Putting Mouse to Metal: The Allure of Online Racing Games

From the days of drag racing to the birth of NASCAR, car racing always has attracted adrenaline junkies of all descriptions, both men and women alike. This ‘need for speed’ is in the blood of car lovers everywhere, that unmistakable exhilaration that comes from breezing past the competition as your favorite tune tests the limits of your speakers. But these days, you don’t even need a driver’s license to get that kind of rush. You can feed your competitive spirit online by playing racecar games.

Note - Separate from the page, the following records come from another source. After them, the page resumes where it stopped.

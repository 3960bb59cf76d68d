//! Tour of the spark API: the default logger, custom loggers, context
//! fields and file output.
//!
//! Run with `cargo run --example simple`.

use spark::{Field, Format, Level, Logger, WriterSink};
use std::error::Error;
use std::io;
use std::sync::Arc;

fn main() -> Result<(), Box<dyn Error>> {
    // Example 1: Using the default logger
    spark::info("This is an info message using default logger", &[]);
    spark::warn(
        "This is a warning message",
        &[Field::string("component", "example")],
    );
    let example_error = io::Error::other("example error");
    spark::error("This is an error message", &[Field::err(&example_error)]);

    // Example 2: Creating a custom logger with JSON format
    let json_logger = Logger::builder()
        .format(Format::Json)
        .level(Level::Debug)
        .build()?;

    json_logger.debug("Debug message in JSON format", &[]);
    json_logger.info(
        "Info message with fields",
        &[
            Field::string("user", "john"),
            Field::int("age", 30),
            Field::bool("active", true),
        ],
    );

    // Example 3: Using context logger with fields
    let context_logger = spark::with([
        Field::string("service", "user-service"),
        Field::string("version", "1.0.0"),
    ]);

    context_logger.info(
        "Processing user request",
        &[Field::string("user_id", "12345"), Field::string("action", "login")],
    );

    // Example 4: Creating a logger with file output
    let file_logger = Logger::builder()
        .output(Arc::new(WriterSink::append_file("app.log")?))
        .format(Format::Json)
        .caller(true)
        .build()?;

    file_logger.info(
        "This message will be written to app.log",
        &[Field::string("destination", "file"), Field::int("line_number", 42)],
    );
    file_logger.sync()?;

    // Example 5: Different log levels
    let logger = Logger::builder()
        .level(Level::Info)
        .format(Format::Console)
        .build()?;

    logger.debug("This debug message won't be shown (level is Info)", &[]);
    logger.info("This info message will be shown", &[]);
    logger.warn("This warning message will be shown", &[]);
    logger.error("This error message will be shown", &[]);

    // Example 6: Using structured logging for better observability
    let user_logger = spark::with([
        Field::string("module", "user"),
        Field::string("function", "create_user"),
    ]);

    user_logger.info(
        "Starting user creation process",
        &[Field::string("email", "user@example.com"), Field::string("role", "admin")],
    );

    user_logger.debug("Validating user input", &[]);
    user_logger.debug("Checking if user exists", &[]);

    user_logger.info(
        "User created successfully",
        &[Field::string("user_id", "user_123"), Field::int64("created_at", 1640995200)],
    );

    // Flush before exiting; nothing is flushed automatically
    if let Err(err) = spark::sync() {
        spark::error("Failed to sync logger", &[Field::err(&err)]);
    }

    Ok(())
}
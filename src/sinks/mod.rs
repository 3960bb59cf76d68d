//! Bundled sink implementations

pub mod console;
pub mod memory;
pub mod writer;

pub use console::{StderrSink, StdoutSink};
pub use memory::MemorySink;
pub use writer::WriterSink;

pub use crate::core::Sink;
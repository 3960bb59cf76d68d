//! # spark
//!
//! A structured logging core: leveled, field-annotated records rendered as
//! JSON lines or human-readable console text and written to one or more
//! sinks.
//!
//! ## Features
//!
//! - **Cheap when disabled**: a disabled call is one lock-free load and a
//!   comparison; nothing is allocated, formatted or captured
//! - **Typed fields**: strings, integers, floats, durations, errors and any
//!   `serde::Serialize` value
//! - **Immutable context**: [`Logger::with`] derives a new logger; parents and
//!   siblings are never affected
//! - **Fault isolation**: a failing or panicking sink never stops the others,
//!   and failures are surfaced by [`Logger::sync`]
//!
//! ## Example
//!
//! ```
//! use spark::{Field, Format, Level, Logger, MemorySink};
//! use std::sync::Arc;
//!
//! let sink = Arc::new(MemorySink::new());
//! let logger = Logger::builder()
//!     .level(Level::Debug)
//!     .format(Format::Json)
//!     .output(sink.clone())
//!     .build()
//!     .unwrap();
//!
//! logger.info("user login", &[Field::string("user", "alice"), Field::int("attempt", 3)]);
//! logger.sync().unwrap();
//!
//! assert!(sink.contents().contains("\"user\":\"alice\",\"attempt\":3"));
//! ```
//!
//! The process-wide default logger is reached through the free functions
//! ([`info`], [`with`], [`set_default`], ...). Call [`sync`] before exiting.

pub mod config;
pub mod core;
pub mod global;
pub mod macros;
pub mod sinks;

pub mod prelude {
    pub use crate::config::{Config, LoggerBuilder, OutputTarget};
    pub use crate::core::{
        FatalHook, Field, FieldValue, Format, Level, Logger, LoggerError, Result, Sink,
        TimestampFormat,
    };
    pub use crate::sinks::{MemorySink, StderrSink, StdoutSink, WriterSink};
}

pub use crate::config::{Config, LoggerBuilder, OutputTarget};
pub use crate::core::{
    Caller, ConsoleEncoder, Core, Encoder, EncoderConfig, FatalHook, Field, FieldSerialize,
    FieldValue, Format, JsonEncoder, Level, Logger, LoggerError, LoggerMetrics, Record, Result,
    Sink, TimestampFormat,
};
pub use crate::global::{
    debug, default_logger, enabled, error, fatal, info, log, set_default, sync, warn, with,
};
pub use crate::sinks::{MemorySink, StderrSink, StdoutSink, WriterSink};
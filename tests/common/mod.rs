#![allow(unused)]

use bspatch_stream::{Bspatch, Result};
use byteorder::{ByteOrder, LE};
use bzip2::write::BzEncoder;
use bzip2::Compression;
use std::io::{Cursor, Read, Write};

/// One control instruction of a patch under construction.
#[derive(Debug, Clone, Copy)]
pub struct Ctl {
    pub add: i64,
    pub copy: i64,
    pub seek: i64,
}

impl Ctl {
    pub fn new(add: i64, copy: i64, seek: i64) -> Self {
        Ctl { add, copy, seek }
    }
}

/// Encodes the wire integer format (sign-magnitude, little-endian).
pub fn encode_int(x: i64, b: &mut [u8]) {
    if x < 0 {
        LE::write_u64(b, x.wrapping_neg() as u64 | 0x8000000000000000);
    } else {
        LE::write_u64(b, x as u64);
    }
}

pub fn compress(data: &[u8]) -> Vec<u8> {
    let mut enc = BzEncoder::new(Vec::new(), Compression::best());
    enc.write_all(data).unwrap();
    enc.finish().unwrap()
}

/// Assemble a complete BSDIFF40 patch file from its decompressed parts.
pub fn build_patch(ctls: &[Ctl], diff: &[u8], extra: &[u8], new_size: i64) -> Vec<u8> {
    let mut ctrl = Vec::with_capacity(ctls.len() * 24);
    let mut buf = [0; 24];
    for ctl in ctls {
        encode_int(ctl.add, &mut buf[0..8]);
        encode_int(ctl.copy, &mut buf[8..16]);
        encode_int(ctl.seek, &mut buf[16..24]);
        ctrl.extend_from_slice(&buf);
    }

    let bz_ctrl = compress(&ctrl);
    let bz_diff = compress(diff);
    let bz_extra = compress(extra);

    let mut patch = Vec::with_capacity(32 + bz_ctrl.len() + bz_diff.len() + bz_extra.len());
    let mut header = [0; 32];
    header[0..8].copy_from_slice(b"BSDIFF40");
    encode_int(bz_ctrl.len() as i64, &mut header[8..16]);
    encode_int(bz_diff.len() as i64, &mut header[16..24]);
    encode_int(new_size, &mut header[24..32]);
    patch.extend_from_slice(&header);
    patch.extend_from_slice(&bz_ctrl);
    patch.extend_from_slice(&bz_diff);
    patch.extend_from_slice(&bz_extra);
    patch
}

/// Deterministic windowed differ, good enough to produce valid patches for
/// round-trip testing: each window adds against the old data while any
/// remains, and copies the rest from the extra stream.
pub fn naive_diff(old: &[u8], new: &[u8]) -> Vec<u8> {
    const WINDOW: usize = 97;

    let mut ctls = Vec::new();
    let mut diff = Vec::new();
    let mut extra = Vec::new();

    let mut oldpos = 0;
    let mut t = 0;
    while t < new.len() {
        let window = Ord::min(WINDOW, new.len() - t);
        let add = Ord::min(window, old.len() - oldpos);
        let copy = window - add;

        for i in 0..add {
            diff.push(new[t + i].wrapping_sub(old[oldpos + i]));
        }
        extra.extend_from_slice(&new[t + add..t + window]);

        ctls.push(Ctl::new(add as i64, copy as i64, 0));
        oldpos += add;
        t += window;
    }

    build_patch(&ctls, &diff, &extra, new.len() as i64)
}

/// Apply a patch with the default chunk size.
pub fn bspatch(source: &[u8], patch: &[u8]) -> Result<Vec<u8>> {
    bspatch_chunked(source, patch, bspatch_stream::CHUNK_SIZE)
}

/// Apply a patch, working in bounded chunks of `chunk_size` bytes.
pub fn bspatch_chunked(source: &[u8], patch: &[u8], chunk_size: usize) -> Result<Vec<u8>> {
    let patcher = Bspatch::new(Cursor::new(patch.to_vec()))?.chunk_size(chunk_size);
    let mut target = Vec::with_capacity(patcher.hint_target_size() as usize);
    let mut stream = patcher.apply(Cursor::new(source.to_vec()))?;
    while let Some(chunk) = stream.pull_chunk()? {
        target.extend_from_slice(&chunk);
    }
    Ok(target)
}
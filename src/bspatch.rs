#![forbid(unsafe_code)]
use super::container::ContainerStream;
use super::error::{Error, Result};
use super::format::{self, Control, Header};
use super::stream::{ChunkSource, IoSource, Pull, PullStream, ReadInto};
use std::io::{Cursor, Read, Seek, SeekFrom};

/// Default size of the bounded work chunks.
pub const CHUNK_SIZE: usize = 4096;

/// Streaming patcher compatible with bspatch, reconstructing the target as
/// a pull-based byte stream through bounded memory.
///
/// Apply a patch and collect the target:
/// ```
/// use std::io::{self, Cursor, Read};
/// use bspatch_stream::Bspatch;
///
/// fn bspatch(source: &[u8], patch: &[u8]) -> io::Result<Vec<u8>> {
///     let mut target = Vec::new();
///     Bspatch::new(Cursor::new(patch.to_vec()))?
///         .apply(Cursor::new(source.to_vec()))?
///         .read_to_end(&mut target)?;
///     Ok(target)
/// }
/// ```
///
/// Drive the target stream chunk by chunk instead, preallocating from the
/// declared size:
/// ```
/// use std::io::{self, Cursor};
/// use bspatch_stream::Bspatch;
///
/// fn bspatch(source: &[u8], patch: &[u8]) -> io::Result<Vec<u8>> {
///     let patcher = Bspatch::new(Cursor::new(patch.to_vec()))?;
///     let mut target = Vec::with_capacity(patcher.hint_target_size() as usize);
///     let mut stream = patcher.apply(Cursor::new(source.to_vec()))?;
///     while let Some(chunk) = stream.pull_chunk()? {
///         target.extend_from_slice(&chunk);
///     }
///     Ok(target)
/// }
/// ```
pub struct Bspatch<P> {
    patch: P,
    header: Header,
    chunk_size: usize,
}

impl<P: Read> Bspatch<P> {
    /// Read and validate the patch header, creating a patcher configuration.
    ///
    /// A patch with bad magic bytes or a negative declared size is rejected
    /// here, before any output exists.
    pub fn new(mut patch: P) -> Result<Self> {
        let mut raw = [0; format::HEADER_LEN];
        patch
            .read_exact(&mut raw)
            .map_err(|e| eof_as(e, "patch header"))?;
        Ok(Bspatch {
            patch,
            header: format::parse_header(&raw)?,
            chunk_size: CHUNK_SIZE,
        })
    }

    /// Set the bounded work chunk size (`cs >= 1`, default is `CHUNK_SIZE`).
    ///
    /// Purely a memory/throughput knob; the produced bytes are identical for
    /// any chunk size.
    pub fn chunk_size(mut self, cs: usize) -> Self {
        self.chunk_size = Ord::max(cs, 1);
        self
    }

    /// Hint the final target size, as declared in the patch header.
    pub fn hint_target_size(&self) -> u64 {
        self.header.new_size
    }

    /// Set up the decompression pipelines and return the target stream.
    ///
    /// The old source must be randomly accessible (`Read + Seek`): bsdiff
    /// control records seek backward as well as forward, so a strictly
    /// forward-only reader cannot host a patch application. In-memory
    /// buffers wrapped in [`Cursor`] and files both qualify.
    ///
    /// The compressed control and diff segments have their exact extents
    /// declared up front and are buffered out of the patch stream here; the
    /// extra segment streams from the live remainder.
    pub fn apply<O: Read + Seek>(mut self, old: O) -> Result<PatchStream<O, P>> {
        let ctrl = read_segment(&mut self.patch, self.header.ctrl_len, "control segment")?;
        let diff = read_segment(&mut self.patch, self.header.diff_len, "diff segment")?;
        let new_size = self.header.new_size;
        let engine = Engine {
            old,
            ctrl: PullStream::new(ContainerStream::bzip2(IoSource::new(Cursor::new(ctrl)))),
            diff: PullStream::new(ContainerStream::bzip2(IoSource::new(Cursor::new(diff)))),
            extra: PullStream::new(ContainerStream::bzip2(IoSource::new(self.patch))),
            phase: Phase::Control,
            new_size,
            newpos: 0,
            chunk_size: self.chunk_size,
            scratch: vec![0; self.chunk_size],
        };
        Ok(PatchStream {
            stream: PullStream::new(engine),
            target_size: new_size,
        })
    }
}

/// Copy one declared-extent compressed segment out of the patch stream.
fn read_segment<P: Read>(patch: &mut P, len: u64, what: &'static str) -> Result<Vec<u8>> {
    let mut seg = Vec::new();
    patch.take(len).read_to_end(&mut seg).map_err(Error::Io)?;
    if (seg.len() as u64) < len {
        return Err(Error::UnexpectedEof(what));
    }
    Ok(seg)
}

fn eof_as(e: std::io::Error, what: &'static str) -> Error {
    if e.kind() == std::io::ErrorKind::UnexpectedEof {
        Error::UnexpectedEof(what)
    } else {
        Error::Io(e)
    }
}

/// The reconstructed target, as a pull-based stream.
///
/// Supports both pull styles (caller-supplied buffers via [`pull`], owned
/// chunks via [`pull_chunk`]) as well as [`std::io::Read`], and itself
/// satisfies the same stream contracts the patcher consumes, so one patch
/// result can be collected and serve as the old source of the next.
///
/// Bytes appear in strictly increasing target order, one bounded chunk at a
/// time; no upstream read runs ahead of demand, and a consumer that stops
/// pulling stops all upstream work.
///
/// [`pull`]: PatchStream::pull
/// [`pull_chunk`]: PatchStream::pull_chunk
pub struct PatchStream<O, P> {
    stream: PullStream<Engine<O, P>>,
    target_size: u64,
}

impl<O: Read + Seek, P: Read> PatchStream<O, P> {
    /// Fill up to `dest.len()` bytes of reconstructed target.
    pub fn pull(&mut self, dest: &mut [u8]) -> Result<Pull> {
        self.stream.pull(dest)
    }

    /// Hand over the next reconstructed chunk, `Ok(None)` at completion.
    pub fn pull_chunk(&mut self) -> Result<Option<Vec<u8>>> {
        self.stream.pull_chunk()
    }

    /// The target size declared in the patch header, reached exactly when
    /// the stream completes.
    pub fn target_size(&self) -> u64 {
        self.target_size
    }
}

impl<O: Read + Seek, P: Read> ReadInto for PatchStream<O, P> {
    fn read_into(&mut self, dest: &mut [u8]) -> Result<Pull> {
        self.stream.pull(dest)
    }
}

impl<O: Read + Seek, P: Read> ChunkSource for PatchStream<O, P> {
    fn next_chunk(&mut self) -> Result<Option<Vec<u8>>> {
        self.stream.pull_chunk()
    }
}

impl<O: Read + Seek, P: Read> Read for PatchStream<O, P> {
    fn read(&mut self, buf: &mut [u8]) -> std::io::Result<usize> {
        let pull = self.stream.pull(buf).map_err(std::io::Error::from)?;
        Ok(pull.bytes)
    }
}

type SubStream<R> = PullStream<ContainerStream<IoSource<R>>>;

/// Patch application state machine. Each `next_chunk` call advances the
/// machine until one bounded chunk of target bytes exists (add and copy
/// phases) or the patch completes; control parsing and seeks emit nothing
/// and are stepped through in place.
struct Engine<O, P> {
    old: O,
    ctrl: SubStream<Cursor<Vec<u8>>>,
    diff: SubStream<Cursor<Vec<u8>>>,
    extra: SubStream<P>,

    phase: Phase,
    new_size: u64,
    newpos: u64,

    chunk_size: usize,
    scratch: Vec<u8>,
}

#[derive(Debug, Clone, Copy)]
enum Phase {
    /// Next control record is due, or the target is complete.
    Control,
    /// Emitting `left` summed old+diff bytes; `copy` and `seek` follow.
    Add { left: u64, copy: u64, seek: i64 },
    /// Emitting `left` extra bytes verbatim; `seek` follows.
    Copy { left: u64, seek: i64 },
    /// Moving the old cursor without emitting.
    Seek { offset: i64 },
    Done,
}

impl<O: Read + Seek, P: Read> Engine<O, P> {
    fn read_control(&mut self) -> Result<Control> {
        let mut raw = [0; format::CONTROL_LEN];
        fill(&mut self.ctrl, &mut raw, "control stream")?;
        Ok(format::parse_control(&raw))
    }

    /// Bytes still missing from the target.
    fn remaining(&self) -> u64 {
        self.new_size - self.newpos
    }

    fn step_add(&mut self, left: u64) -> Result<Vec<u8>> {
        let k = Ord::min(left, self.chunk_size as u64) as usize;
        let mut out = vec![0; k];
        self.old
            .read_exact(&mut out)
            .map_err(|e| eof_as(e, "old source"))?;
        fill(&mut self.diff, &mut self.scratch[..k], "diff stream")?;
        for (o, d) in out.iter_mut().zip(self.scratch[..k].iter()) {
            *o = o.wrapping_add(*d);
        }
        self.newpos += k as u64;
        Ok(out)
    }

    fn step_copy(&mut self, left: u64) -> Result<Vec<u8>> {
        let k = Ord::min(left, self.chunk_size as u64) as usize;
        let mut out = vec![0; k];
        fill(&mut self.extra, &mut out, "extra stream")?;
        self.newpos += k as u64;
        Ok(out)
    }

    fn seek_old(&mut self, offset: i64) -> Result<()> {
        if offset == 0 {
            return Ok(());
        }
        self.old
            .seek(SeekFrom::Current(offset))
            .map_err(|e| match e.kind() {
                std::io::ErrorKind::InvalidInput => {
                    Error::Unsupported("old source rejected the seek")
                }
                _ => Error::Io(e),
            })?;
        Ok(())
    }
}

impl<O: Read + Seek, P: Read> ChunkSource for Engine<O, P> {
    fn next_chunk(&mut self) -> Result<Option<Vec<u8>>> {
        loop {
            match self.phase {
                Phase::Control => {
                    if self.newpos == self.new_size {
                        self.phase = Phase::Done;
                        return Ok(None);
                    }
                    let ctl = self.read_control()?;
                    if ctl.add < 0 || ctl.copy < 0 {
                        return Err(Error::Corrupt("negative length in control record"));
                    }
                    self.phase = Phase::Add {
                        left: ctl.add as u64,
                        copy: ctl.copy as u64,
                        seek: ctl.seek,
                    };
                }
                Phase::Add { left: 0, copy, seek } => {
                    if copy > self.remaining() {
                        return Err(Error::Corrupt("copy overruns declared target size"));
                    }
                    self.phase = Phase::Copy { left: copy, seek };
                }
                Phase::Add { left, copy, seek } => {
                    if left > self.remaining() {
                        return Err(Error::Corrupt("add overruns declared target size"));
                    }
                    let out = self.step_add(left)?;
                    self.phase = Phase::Add {
                        left: left - out.len() as u64,
                        copy,
                        seek,
                    };
                    return Ok(Some(out));
                }
                Phase::Copy { left: 0, seek } => {
                    self.phase = Phase::Seek { offset: seek };
                }
                Phase::Copy { left, seek } => {
                    let out = self.step_copy(left)?;
                    self.phase = Phase::Copy {
                        left: left - out.len() as u64,
                        seek,
                    };
                    return Ok(Some(out));
                }
                Phase::Seek { offset } => {
                    self.seek_old(offset)?;
                    self.phase = Phase::Control;
                }
                Phase::Done => return Ok(None),
            }
        }
    }
}

/// Fill `dest` from a sub-stream, naming the stream on early end.
fn fill<R: ReadInto>(src: &mut R, dest: &mut [u8], what: &'static str) -> Result<()> {
    match src.read_full(dest) {
        Err(Error::UnexpectedEof(_)) => Err(Error::UnexpectedEof(what)),
        other => other,
    }
}
//! Provider batch operation types
//!
//! Bulk transfers and deletions are asynchronous on the provider side:
//! a submission returns an operation id that is then polled until it
//! reaches a terminal status. Status codes are converted into
//! [`BatchStatus`] at the adapter boundary.

use serde::{Deserialize, Serialize};

use super::newtypes::RemoteId;

/// Kind of batch operation
#[derive(Debug, Clone, Copy, PartialEq, Eq, Hash, Serialize, Deserialize)]
#[serde(rename_all = "snake_case")]
pub enum BatchKind {
    /// Copy files from a share into the operator's drive
    Save,
    /// Move files to the recycle bin
    Delete,
    /// Purge the recycle bin
    EmptyRecycle,
}

impl BatchKind {
    /// Wire name the provider expects in the `type` field
    pub fn wire_name(&self) -> &'static str {
        match self {
            BatchKind::Save => "SHARE_SAVE",
            BatchKind::Delete => "DELETE",
            BatchKind::EmptyRecycle => "EMPTY_RECYCLE",
        }
    }
}

impl std::fmt::Display for BatchKind {
    fn fmt(&self, f: &mut std::fmt::Formatter<'_>) -> std::fmt::Result {
        write!(f, "{}", self.wire_name())
    }
}

/// One file referenced by a batch submission
#[derive(Debug, Clone, PartialEq, Eq, Serialize, Deserialize)]
pub struct BatchItem {
    /// Provider id of the file
    pub file_id: RemoteId,
    /// File name
    pub file_name: String,
    /// Whether the item is a folder
    pub is_folder: bool,
}

impl BatchItem {
    /// Creates an item for a plain file
    pub fn file(file_id: RemoteId, file_name: impl Into<String>) -> Self {
        Self {
            file_id,
            file_name: file_name.into(),
            is_folder: false,
        }
    }
}

/// Provider reply to a batch submission
#[derive(Debug, Clone, PartialEq, Eq, Serialize, Deserialize)]
pub struct BatchSubmission {
    /// Result code, `0` on acceptance
    pub code: i64,
    /// Human-readable message accompanying a rejection
    pub message: Option<String>,
    /// Operation id to poll, present when the provider accepted the batch
    pub operation_id: Option<String>,
}

impl BatchSubmission {
    /// Returns true if the provider accepted the submission
    pub fn is_accepted(&self) -> bool {
        self.code == 0
    }
}

/// Status of a batch operation as reported by the provider
#[derive(Debug, Clone, Copy, PartialEq, Eq, Serialize, Deserialize)]
#[serde(rename_all = "snake_case")]
pub enum BatchStatus {
    /// Some items clash with existing names at the destination
    Conflict,
    /// Still in progress
    Running,
    /// Finished successfully
    Success,
    /// Any other code; treated as terminal failure
    Other(i64),
}

impl BatchStatus {
    /// Converts a provider status code
    pub fn from_code(code: i64) -> Self {
        match code {
            2 => BatchStatus::Conflict,
            3 => BatchStatus::Running,
            4 => BatchStatus::Success,
            other => BatchStatus::Other(other),
        }
    }

    /// Provider status code
    pub fn code(&self) -> i64 {
        match self {
            BatchStatus::Conflict => 2,
            BatchStatus::Running => 3,
            BatchStatus::Success => 4,
            BatchStatus::Other(code) => *code,
        }
    }
}

/// How the provider should settle a conflicting item
#[derive(Debug, Clone, Copy, PartialEq, Eq, Serialize, Deserialize)]
#[serde(rename_all = "snake_case")]
pub enum ConflictDealWay {
    /// Leave the existing destination file alone
    Skip,
    /// Keep both, renaming the incoming copy
    KeepBoth,
    /// Replace the destination file
    Overwrite,
}

impl ConflictDealWay {
    /// Provider code for this choice
    pub fn code(&self) -> i64 {
        match self {
            ConflictDealWay::Skip => 1,
            ConflictDealWay::KeepBoth => 2,
            ConflictDealWay::Overwrite => 3,
        }
    }
}

/// One item of a conflict report
#[derive(Debug, Clone, PartialEq, Eq, Serialize, Deserialize)]
pub struct ConflictItem {
    /// Provider id of the incoming file
    pub file_id: RemoteId,
    /// File name
    pub file_name: String,
    /// Whether the item is a folder
    pub is_folder: bool,
    /// Whether this particular item clashes
    pub is_conflict: bool,
}

impl ConflictItem {
    /// Attaches a resolution to this item
    pub fn resolve(self, deal_way: ConflictDealWay) -> ResolvedItem {
        ResolvedItem {
            item: self,
            deal_way,
        }
    }
}

/// Conflict report for a batch operation
#[derive(Debug, Clone, PartialEq, Eq, Serialize, Deserialize)]
pub struct ConflictDetail {
    /// Destination folder of the batch
    pub target_folder_id: RemoteId,
    /// Items listed by the provider
    pub items: Vec<ConflictItem>,
}

/// A conflict item paired with its resolution
#[derive(Debug, Clone, PartialEq, Eq, Serialize, Deserialize)]
pub struct ResolvedItem {
    /// The reported item
    pub item: ConflictItem,
    /// Chosen resolution
    pub deal_way: ConflictDealWay,
}
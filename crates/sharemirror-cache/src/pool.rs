//! Database connection pool management
//!
//! Wraps SQLx's `SqlitePool`: creates the parent directory of the database
//! file, switches to WAL journaling, applies the embedded schema and offers
//! an in-memory variant for tests.

use std::path::Path;
use std::time::Duration;

use sqlx::sqlite::{SqliteConnectOptions, SqliteJournalMode, SqlitePool, SqlitePoolOptions};

use crate::CacheError;

/// Pool of SQLite connections holding the ShareMirror state
///
/// File databases get 5 connections and a 5 second busy timeout. In-memory
/// databases get a single connection, since each connection would otherwise
/// see its own empty database.
pub struct DatabasePool {
    pool: SqlitePool,
}

impl DatabasePool {
    /// Opens (creating if needed) the database at `db_path` and migrates it
    ///
    /// # Errors
    ///
    /// Returns `CacheError::ConnectionFailed` if the directory or connection
    /// cannot be set up, or `CacheError::MigrationFailed` if the schema
    /// cannot be applied.
    pub async fn new(db_path: &Path) -> Result<Self, CacheError> {
        if let Some(parent) = db_path.parent() {
            std::fs::create_dir_all(parent).map_err(|e| {
                CacheError::ConnectionFailed(format!(
                    "Failed to create database directory {}: {}",
                    parent.display(),
                    e
                ))
            })?;
        }

        let options = SqliteConnectOptions::new()
            .filename(db_path)
            .create_if_missing(true)
            .foreign_keys(true)
            .journal_mode(SqliteJournalMode::Wal)
            .busy_timeout(Duration::from_secs(5));

        let pool = SqlitePoolOptions::new()
            .max_connections(5)
            .connect_with(options)
            .await
            .map_err(|e| {
                CacheError::ConnectionFailed(format!(
                    "Failed to connect to database at {}: {}",
                    db_path.display(),
                    e
                ))
            })?;

        Self::run_migrations(&pool).await?;

        tracing::info!(path = %db_path.display(), "Database pool initialized");

        Ok(Self { pool })
    }

    /// Creates an in-memory database pool for testing
    ///
    /// # Errors
    ///
    /// Returns `CacheError::ConnectionFailed` if the connection cannot be
    /// established, or `CacheError::MigrationFailed` if the schema cannot be
    /// applied.
    pub async fn in_memory() -> Result<Self, CacheError> {
        let pool = SqlitePoolOptions::new()
            .max_connections(1)
            .connect("sqlite::memory:")
            .await
            .map_err(|e| {
                CacheError::ConnectionFailed(format!("Failed to create in-memory database: {}", e))
            })?;

        sqlx::raw_sql("PRAGMA foreign_keys = ON;")
            .execute(&pool)
            .await
            .map_err(|e| {
                CacheError::MigrationFailed(format!("Failed to enable foreign keys: {}", e))
            })?;

        Self::run_migrations(&pool).await?;

        tracing::debug!("In-memory database pool initialized");

        Ok(Self { pool })
    }

    /// Returns a reference to the underlying SQLite connection pool
    pub fn pool(&self) -> &SqlitePool {
        &self.pool
    }

    async fn run_migrations(pool: &SqlitePool) -> Result<(), CacheError> {
        let migration_sql = include_str!("migrations/20261019_initial.sql");
        sqlx::raw_sql(migration_sql)
            .execute(pool)
            .await
            .map_err(|e| {
                CacheError::MigrationFailed(format!("Failed to run initial migration: {}", e))
            })?;

        tracing::debug!("Database migrations completed");
        Ok(())
    }
}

Racing games have undergone a metamorphosis since their early inception, with games like Need for Speed. Changes in technology have moved racing games online, and the effects are dazzling. Players can customize their rides, choose their tracks, and even decide what kind of music they want to hear as they race. But one thing hasn’t changed over time: the potential for racing games to foster a healthy competitiveness among its players.

To encourage the competitive aspect of racecar games, most games offer a multi player option where upwards of 15 players (or more) from all corners of the world can race one another to the finish line.

There is a certain bravado in racing. The ability to push a machine (whether real or virtual) up to and past its limits, to leave competitors in the dust for little more than bragging rights, is akin to the schoolyard arm wrestling matches we all probably witnessed at one point or another. These games are competitive purely for the sake of competitiveness.

Games that allow players to “street race” are particularly appealing to younger players. Imagine being able to perform the most death defying car tricks, ones that seem to challenge the laws of physics, without the threat of damage to the car or to the driver! It’s no wonder young people are so passionate about this kind of game. They can enjoy all the adrenaline and thrill of growling engines, hairpin turns and screeching brakes all without even having to fasten a seatbelt.

What’s more, anyone who’s ever played a computer game alone knows that after a while of playing against the computer, the game loses some of its allure. There’s only so much a person can get from saying “I beat the computer again.” But when you add to the mix real human players, scattered across the globe, which bring to the table their own set of abilities, egos and reasons for playing, you have a real challenge. There’s something satisfying about getting behind the virtual wheel, putting mouse to metal and letting the pixels fly particularly when there’s another human ego to be squashed in the process.

Winning at a racecar game no longer means you have simply bested a computer. Now, when you cross the finish line, it’s quite likely you’ve gotten the better of someone who, when he sat down at his computer to play, thought for sure he was going to beat you. And what could be better than that?